Page:Joseph Reinach - Histoire de l’Affaire Dreyfus, La Revue Blanche, 1901, Tome 1.djvu/589

La bibliothèque libre.
Le texte de cette page a été corrigé et est conforme au fac-similé.
567
LA CHUTE DE MERCIER

La scène hideuse de la Rochelle, quand les journaux la racontèrent, provoqua un mouvement d’horreur[1], sauf au journal de Drumont. La Libre Parole écrivit avec satisfaction : « Dreyfus sait maintenant ce que pense la France et de son crime et de ses cyniques dénégations[2]. »

Le juif, écrivant à sa femme, pardonnait à ses bourreaux.
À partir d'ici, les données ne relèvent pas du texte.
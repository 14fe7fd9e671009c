use std::collections::{BTreeMap, HashMap, HashSet};

use chrono::{DateTime, Utc};
use serde::{Deserialize, Serialize};
use thiserror::Error;

use crate::model::attempts::AttemptLedger;
use crate::model::ids::QuestionId;
use crate::model::question::{MAX_OPTIONS, Question};

const LABELS: [char; MAX_OPTIONS] = ['A', 'B', 'C', 'D', 'E', 'F'];

#[derive(Debug, Error, Clone, PartialEq, Eq)]
#[non_exhaustive]
pub enum PermutationError {
    #[error("question {id}: permutation has {got} entries for {expected} options")]
    LengthMismatch {
        id: QuestionId,
        expected: usize,
        got: usize,
    },

    #[error("question {id}: permutation is not a bijection over the options")]
    NotBijective { id: QuestionId },
}

/// Positional label for an option index (`0 -> 'A'`).
#[must_use]
pub fn option_label(index: usize) -> Option<char> {
    LABELS.get(index).copied()
}

/// Remove a stale positional prefix such as `"B. "` from option text.
///
/// Only a single letter `A`-`D`, a dot, and at least one whitespace character
/// count as a prefix; anything else is returned trimmed but otherwise intact.
#[must_use]
pub fn strip_option_label(text: &str) -> &str {
    let trimmed = text.trim();
    let mut chars = trimmed.chars();
    let (Some(letter), Some('.'), Some(space)) = (chars.next(), chars.next(), chars.next()) else {
        return trimmed;
    };
    if matches!(letter, 'A'..='D') && space.is_whitespace() {
        trimmed[2..].trim_start()
    } else {
        trimmed
    }
}

//
// ─── SESSION OPTION ────────────────────────────────────────────────────────────
//

/// One answer option after shuffling.
#[derive(Debug, Clone, PartialEq, Eq, Serialize, Deserialize)]
#[serde(rename_all = "camelCase")]
pub struct SessionOption {
    pub label: char,
    pub text: String,
    pub original_index: usize,
}

impl SessionOption {
    /// Text with its positional label, e.g. `"C. Disclose the conflict"`.
    #[must_use]
    pub fn labeled(&self) -> String {
        format!("{}. {}", self.label, self.text)
    }
}

//
// ─── SESSION QUESTION ──────────────────────────────────────────────────────────
//

/// A question as presented in one session: options permuted and relabeled,
/// correct index and per-option feedback remapped to the new positions.
#[derive(Debug, Clone, PartialEq, Eq, Serialize, Deserialize)]
#[serde(rename_all = "camelCase")]
pub struct SessionQuestion {
    id: QuestionId,
    prompt: String,
    options: Vec<SessionOption>,
    correct_answer_index: usize,
    explanation: String,
    #[serde(default, skip_serializing_if = "BTreeMap::is_empty")]
    option_feedback: BTreeMap<usize, String>,
}

impl SessionQuestion {
    /// Build a session question from `question` laid out in `order`, where
    /// `order[new_index] == original_index`.
    ///
    /// # Errors
    ///
    /// Returns `PermutationError` unless `order` is a permutation of the option indices.
    pub fn from_permutation(question: &Question, order: &[usize]) -> Result<Self, PermutationError> {
        let id = question.id();
        let expected = question.options().len();
        if order.len() != expected {
            return Err(PermutationError::LengthMismatch {
                id,
                expected,
                got: order.len(),
            });
        }
        let distinct: HashSet<usize> = order.iter().copied().collect();
        if distinct.len() != expected || order.iter().any(|&i| i >= expected) {
            return Err(PermutationError::NotBijective { id });
        }

        Ok(Self::assemble(question, order))
    }

    /// Session question in source order; used where shuffling is not wanted.
    #[must_use]
    pub fn in_source_order(question: &Question) -> Self {
        let order: Vec<usize> = (0..question.options().len()).collect();
        Self::assemble(question, &order)
    }

    fn assemble(question: &Question, order: &[usize]) -> Self {
        let mut options = Vec::with_capacity(order.len());
        let mut option_feedback = BTreeMap::new();
        let mut correct_answer_index = 0;
        for (new_index, &original_index) in order.iter().enumerate() {
            options.push(SessionOption {
                label: option_label(new_index).unwrap_or('?'),
                text: strip_option_label(&question.options()[original_index]).to_owned(),
                original_index,
            });
            if original_index == question.correct_answer() {
                correct_answer_index = new_index;
            }
            if let Some(feedback) = question.option_feedback().get(&original_index) {
                option_feedback.insert(new_index, feedback.clone());
            }
        }

        Self {
            id: question.id(),
            prompt: question.prompt().to_owned(),
            options,
            correct_answer_index,
            explanation: question.explanation().to_owned(),
            option_feedback,
        }
    }

    /// Structural check for questions read back from storage.
    #[must_use]
    pub fn is_consistent(&self) -> bool {
        let len = self.options.len();
        let distinct: HashSet<usize> = self.options.iter().map(|o| o.original_index).collect();
        self.correct_answer_index < len
            && distinct.len() == len
            && self.options.iter().all(|o| o.original_index < len)
            && self
                .options
                .iter()
                .enumerate()
                .all(|(i, o)| option_label(i) == Some(o.label))
    }

    #[must_use]
    pub fn id(&self) -> QuestionId {
        self.id
    }

    #[must_use]
    pub fn prompt(&self) -> &str {
        &self.prompt
    }

    #[must_use]
    pub fn options(&self) -> &[SessionOption] {
        &self.options
    }

    #[must_use]
    pub fn correct_answer_index(&self) -> usize {
        self.correct_answer_index
    }

    #[must_use]
    pub fn correct_option(&self) -> &SessionOption {
        &self.options[self.correct_answer_index]
    }

    #[must_use]
    pub fn explanation(&self) -> &str {
        &self.explanation
    }

    /// Wrong-answer feedback for the option currently at `index`.
    #[must_use]
    pub fn feedback_for(&self, index: usize) -> Option<&str> {
        self.option_feedback.get(&index).map(String::as_str)
    }
}

//
// ─── LOCKED SHUFFLE ────────────────────────────────────────────────────────────
//

/// A persisted shuffle for one practice test, together with the attempt
/// history that indexes into it.
///
/// Attempts only make sense relative to this exact permutation, so they live
/// and die with it.
#[derive(Debug, Clone, PartialEq, Eq, Serialize, Deserialize)]
#[serde(rename_all = "camelCase")]
pub struct LockedShuffle {
    pub questions: Vec<SessionQuestion>,
    #[serde(default)]
    pub attempts: AttemptLedger,
    pub locked_at: DateTime<Utc>,
}

impl LockedShuffle {
    #[must_use]
    pub fn new(questions: Vec<SessionQuestion>, locked_at: DateTime<Utc>) -> Self {
        Self {
            questions,
            attempts: AttemptLedger::default(),
            locked_at,
        }
    }

    /// True when every stored question still satisfies the shuffle invariants.
    #[must_use]
    pub fn is_consistent(&self) -> bool {
        self.questions.iter().all(SessionQuestion::is_consistent)
    }

    /// True when the locked questions are exactly the given source questions.
    ///
    /// Each locked question is rebuilt from its source counterpart with the
    /// stored option order; any difference in prompt, options, answer key,
    /// explanation or feedback makes the lock stale.
    #[must_use]
    pub fn matches_source(&self, source: &[Question]) -> bool {
        if self.questions.len() != source.len() {
            return false;
        }
        let by_id: HashMap<QuestionId, &Question> = source.iter().map(|q| (q.id(), q)).collect();
        if by_id.len() != source.len() {
            return false;
        }
        self.questions.iter().all(|locked| {
            let Some(question) = by_id.get(&locked.id()) else {
                return false;
            };
            let order: Vec<usize> = locked.options().iter().map(|o| o.original_index).collect();
            SessionQuestion::from_permutation(question, &order)
                .is_ok_and(|rebuilt| rebuilt == *locked)
        })
    }
}

//
// ─── TESTS ─────────────────────────────────────────────────────────────────────
//

#[cfg(test)]
mod tests {
    use super::*;
    use crate::model::question::QuestionDraft;
    use crate::time::fixed_now;

    fn question() -> Question {
        draft().validate().unwrap()
    }

    fn draft() -> QuestionDraft {
        let mut option_feedback = BTreeMap::new();
        option_feedback.insert(2, "Too late.".to_string());
        QuestionDraft {
            id: QuestionId::new(9),
            prompt: "When must a conflict be disclosed?".into(),
            options: vec![
                "A. Before the sale".into(),
                "B. Never".into(),
                "C. After the sale".into(),
            ],
            correct_answer: 0,
            explanation: "Disclosure precedes the sale.".into(),
            option_feedback,
        }
    }

    #[test]
    fn strip_label_only_removes_letter_dot_space() {
        assert_eq!(strip_option_label("A. Loyalty"), "Loyalty");
        assert_eq!(strip_option_label("  D.\tCare "), "Care");
        assert_eq!(strip_option_label("D.C. Circuit"), "D.C. Circuit");
        assert_eq!(strip_option_label("E. Fifth"), "E. Fifth");
        assert_eq!(strip_option_label("Plain"), "Plain");
        assert_eq!(strip_option_label("A."), "A.");
    }

    #[test]
    fn permutation_remaps_correct_answer_and_feedback() {
        let q = question();
        let sq = SessionQuestion::from_permutation(&q, &[2, 0, 1]).unwrap();

        let texts: Vec<_> = sq.options().iter().map(SessionOption::labeled).collect();
        assert_eq!(texts, ["A. After the sale", "B. Before the sale", "C. Never"]);
        assert_eq!(sq.correct_answer_index(), 1);
        assert_eq!(sq.correct_option().text, "Before the sale");
        assert_eq!(sq.feedback_for(0), Some("Too late."));
        assert_eq!(sq.feedback_for(2), None);
    }

    #[test]
    fn permutation_must_be_bijective() {
        let q = question();
        assert!(matches!(
            SessionQuestion::from_permutation(&q, &[0, 0, 1]).unwrap_err(),
            PermutationError::NotBijective { .. }
        ));
        assert!(matches!(
            SessionQuestion::from_permutation(&q, &[0, 1]).unwrap_err(),
            PermutationError::LengthMismatch { expected: 3, got: 2, .. }
        ));
    }

    #[test]
    fn locked_shuffle_matches_only_same_id_set() {
        let q = question();
        let locked = LockedShuffle::new(vec![SessionQuestion::in_source_order(&q)], fixed_now());
        assert!(locked.matches_source(std::slice::from_ref(&q)));
        assert!(!locked.matches_source(&[]));
    }

    #[test]
    fn locked_shuffle_goes_stale_when_content_changes() {
        let q = question();
        let shuffled = SessionQuestion::from_permutation(&q, &[2, 0, 1]).unwrap();
        let locked = LockedShuffle::new(vec![shuffled], fixed_now());
        assert!(locked.matches_source(std::slice::from_ref(&q)));

        let mut draft = draft();
        draft.correct_answer = 1;
        let rekeyed = draft.validate().unwrap();
        assert!(!locked.matches_source(&[rekeyed]));

        let mut draft = self::draft();
        draft.options[1] = "B. Only when asked".into();
        let reworded = draft.validate().unwrap();
        assert!(!locked.matches_source(&[reworded]));
    }

    #[test]
    fn locked_shuffle_survives_json() {
        let q = question();
        let locked = LockedShuffle::new(vec![SessionQuestion::in_source_order(&q)], fixed_now());
        let json = serde_json::to_string(&locked).unwrap();
        let back: LockedShuffle = serde_json::from_str(&json).unwrap();
        assert_eq!(back, locked);
    }
}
Ils le croyaient « le traître, c’est-à-dire le dernier des misérables !… Je ne sais plus si j’ai un cœur ». Il regrettait de n’être pas tombé sous les coups de la foule. « Quand j’aurais encore crié : « Vive la France ! » peut-être qu’alors eût-on cru à mon innocence[3] ? »

XI

Le régime du prisonnier à la Santé avait été humain ; au dépôt de Saint-Martin-de-Ré, il fut cruel.
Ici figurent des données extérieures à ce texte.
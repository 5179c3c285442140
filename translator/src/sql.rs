//! Rendering of the statement fragments shared by the SQL dialects.

use crate::types::{Cell, ColumnMetadata};

/// Qualifies `table` with `schema`, as in `schema.table`.
pub fn qualified_name(schema: &str, table: &str) -> String {
    format!("{schema}.{table}")
}

/// Joins column names with `,` and no spaces, as in `id,name,age`.
pub fn column_list<'a, I>(columns: I) -> String
where
    I: IntoIterator<Item = &'a ColumnMetadata>,
{
    columns
        .into_iter()
        .map(|column| column.name.as_str())
        .collect::<Vec<_>>()
        .join(",")
}

/// Renders `count` positional placeholders, as in `?,?,?`.
pub fn placeholders(count: usize) -> String {
    vec!["?"; count].join(",")
}

/// Renders a `SET` list binding every column to a placeholder, as in `name = ?, age = ?`.
pub fn assignments(columns: &[&ColumnMetadata]) -> String {
    columns
        .iter()
        .map(|column| format!("{} = ?", column.name))
        .collect::<Vec<_>>()
        .join(", ")
}

/// Renders a `WHERE` conjunction comparing every column to a placeholder.
///
/// `values` are the values the placeholders will be bound to, in the same order as `columns`;
/// they select the comparator of each column.
pub fn predicate(columns: &[&ColumnMetadata], values: &[Cell]) -> String {
    columns
        .iter()
        .zip(values)
        .map(|(column, value)| format!("{} {} ?", column.name, comparator(value)))
        .collect::<Vec<_>>()
        .join(" and ")
}

/// Returns the comparator matching `value`.
///
/// `NULL` never compares equal with `=`, so null values use `is`.
pub fn comparator(value: &Cell) -> &'static str {
    if value.is_null() { "is" } else { "=" }
}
Nuit et jour, deux surveillants, relevés de deux heures en deux heures, le gardaient, avec la consigne de ne pas perdre de vue un seul de ses mouvements. Ils avaient été envoyés de différentes maisons centrales, par ordre de Dupuy, avec défense de lui adresser la parole ou de répondre à aucune de ses questions[4]. Mais, comme leurs oreilles n’avaient pas été bouchées, ils l’entendirent protester sans cesse de son innocence, et l’un d’eux raconta qu’il en avait été convaincu[5].

  1. L’Éclair même protesta dans un article éloquent de Séverine.
  2. Numéro du 20 janvier, article signé Cravoisier. — De même ici « la cynique dénégation » remplace les aveux.
  3. Lettres d’un innocent, 19 et 21 janvier.
  4. Cass., I, 807, Picqué.
  5. Cass., I, 406, Fournier.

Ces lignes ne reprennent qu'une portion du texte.